Build a Drag‑and‑Drop Admin Dashboard in Laravel 10 with Livewire, Inertia.js, and Tailwind CSS – Step‑by‑Step Guide for Freelancers and Developers
Ever spent hours wrestling with a clunky admin UI, only to realize the drag‑and‑drop experience you promised clients is nowhere near production‑ready? You’re not alone. Modern developers need a fast, reusable front‑end stack that works flawlessly with Laravel 10, and today we’ll put that stack together—Livewire, Inertia.js, Tailwind CSS, and Vite—so you can ship a slick SaaS dashboard in a weekend.
Why This Matters
A polished dashboard is often the first thing a client sees. It’s also a showcase of your frontend architecture skills.
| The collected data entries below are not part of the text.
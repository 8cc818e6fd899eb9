use std::collections::VecDeque;

use serde::{Deserialize, Serialize};

/// A review comment anchored to a line range of one file.
#[derive(Debug, Clone, PartialEq, Eq, Serialize, Deserialize)]
#[serde(rename_all = "camelCase")]
pub struct ReviewComment {
    pub id: u64,
    pub file: String,
    pub start_line: u32,
    pub end_line: u32,
    pub code_context: String,
    pub comment: String,
}

/// Where a new comment points. Lines are 1-based and inclusive.
#[derive(Debug, Clone, PartialEq, Eq)]
pub struct CommentAnchor {
    pub file: String,
    pub start_line: u32,
    pub end_line: u32,
}

/// FIFO of review comments waiting to be handed off. Ids start at 1 and are
/// never reused, even after dequeueing.
#[derive(Debug)]
pub struct CommentQueue {
    queue: VecDeque<ReviewComment>,
    next_id: u64,
}

impl Default for CommentQueue {
    fn default() -> Self {
        Self::new()
    }
}

impl CommentQueue {
    pub fn new() -> Self {
        Self {
            queue: VecDeque::new(),
            next_id: 1,
        }
    }

    pub fn enqueue(&mut self, anchor: CommentAnchor, code_context: String, comment: String) -> u64 {
        let id = self.next_id;
        self.next_id += 1;
        self.queue.push_back(ReviewComment {
            id,
            file: anchor.file,
            start_line: anchor.start_line,
            end_line: anchor.end_line,
            code_context,
            comment,
        });
        id
    }

    pub fn dequeue(&mut self) -> Option<ReviewComment> {
        self.queue.pop_front()
    }

    pub fn len(&self) -> usize {
        self.queue.len()
    }

    pub fn is_empty(&self) -> bool {
        self.queue.is_empty()
    }

    pub fn iter(&self) -> impl Iterator<Item = &ReviewComment> {
        self.queue.iter()
    }

    /// Whether any pending comment covers `line` of `file`.
    pub fn has_comment_at(&self, file: &str, line: u32) -> bool {
        self.queue
            .iter()
            .any(|c| c.file == file && (c.start_line..=c.end_line).contains(&line))
    }
}
use ratatui::{
    layout::{Constraint, Direction, Layout, Rect},
    style::{Modifier, Style},
    text::{Line, Span},
    widgets::{Block, Borders, Clear, Paragraph},
    Frame,
};

use super::text_input::render_text_input;
use crate::state::app_state::CommentDraft;
use crate::state::AppState;

pub fn render_comment_editor(frame: &mut Frame, draft: &CommentDraft, state: &AppState) {
    let palette = state.theme.surface().palette();
    let area = frame.area();
    let dialog_width = 60.min(area.width.saturating_sub(4));
    let dialog_height = 12.min(area.height.saturating_sub(4));

    let x = (area.width.saturating_sub(dialog_width)) / 2;
    let y = (area.height.saturating_sub(dialog_height)) / 2;
    let dialog_area = Rect::new(x, y, dialog_width, dialog_height);

    frame.render_widget(Clear, dialog_area);

    let anchor = &draft.anchor;
    let title = if anchor.start_line == anchor.end_line {
        format!(" Comment {}:{} ", anchor.file, anchor.start_line)
    } else {
        format!(
            " Comment {}:{}-{} ",
            anchor.file, anchor.start_line, anchor.end_line
        )
    };

    let block = Block::default()
        .title(title)
        .borders(Borders::ALL)
        .border_style(Style::default().fg(palette.secondary))
        .style(Style::default().bg(palette.surface));

    let inner = block.inner(dialog_area);
    frame.render_widget(block, dialog_area);

    let rows = Layout::default()
        .direction(Direction::Vertical)
        .constraints([
            Constraint::Length(1), // code context
            Constraint::Min(3),    // text area
            Constraint::Length(1), // hints
        ])
        .split(inner);

    frame.render_widget(
        Paragraph::new(format!(" {}", draft.code_context.trim_end()))
            .style(Style::default().fg(palette.text_muted)),
        rows[0],
    );

    render_text_input(frame, rows[1], &draft.text, Style::default().fg(palette.text));

    let key_style = Style::default()
        .fg(palette.accent)
        .add_modifier(Modifier::BOLD);
    let desc_style = Style::default().fg(palette.text_muted);
    let hints = Line::from(vec![
        Span::styled(" [Enter]", key_style),
        Span::styled("queue  ", desc_style),
        Span::styled("[S-Enter]", key_style),
        Span::styled("newline  ", desc_style),
        Span::styled("[Esc]", key_style),
        Span::styled("cancel", desc_style),
    ]);
    frame.render_widget(Paragraph::new(hints), rows[2]);
}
Mastering a Laravel‑centric UI pipeline lets you:
- Deliver bite‑size components that scale.
- Maintain a single source of truth for styles with Tailwind.
- Reduce JavaScript bloat using Livewire or Inertia.js.
- Accelerate development with Vite’s hot‑module reloading.
Common Frontend Problems
- Over‑engineered JS frameworks that clash with Laravel Blade.
- CSS sprawl—no design system, endless overrides.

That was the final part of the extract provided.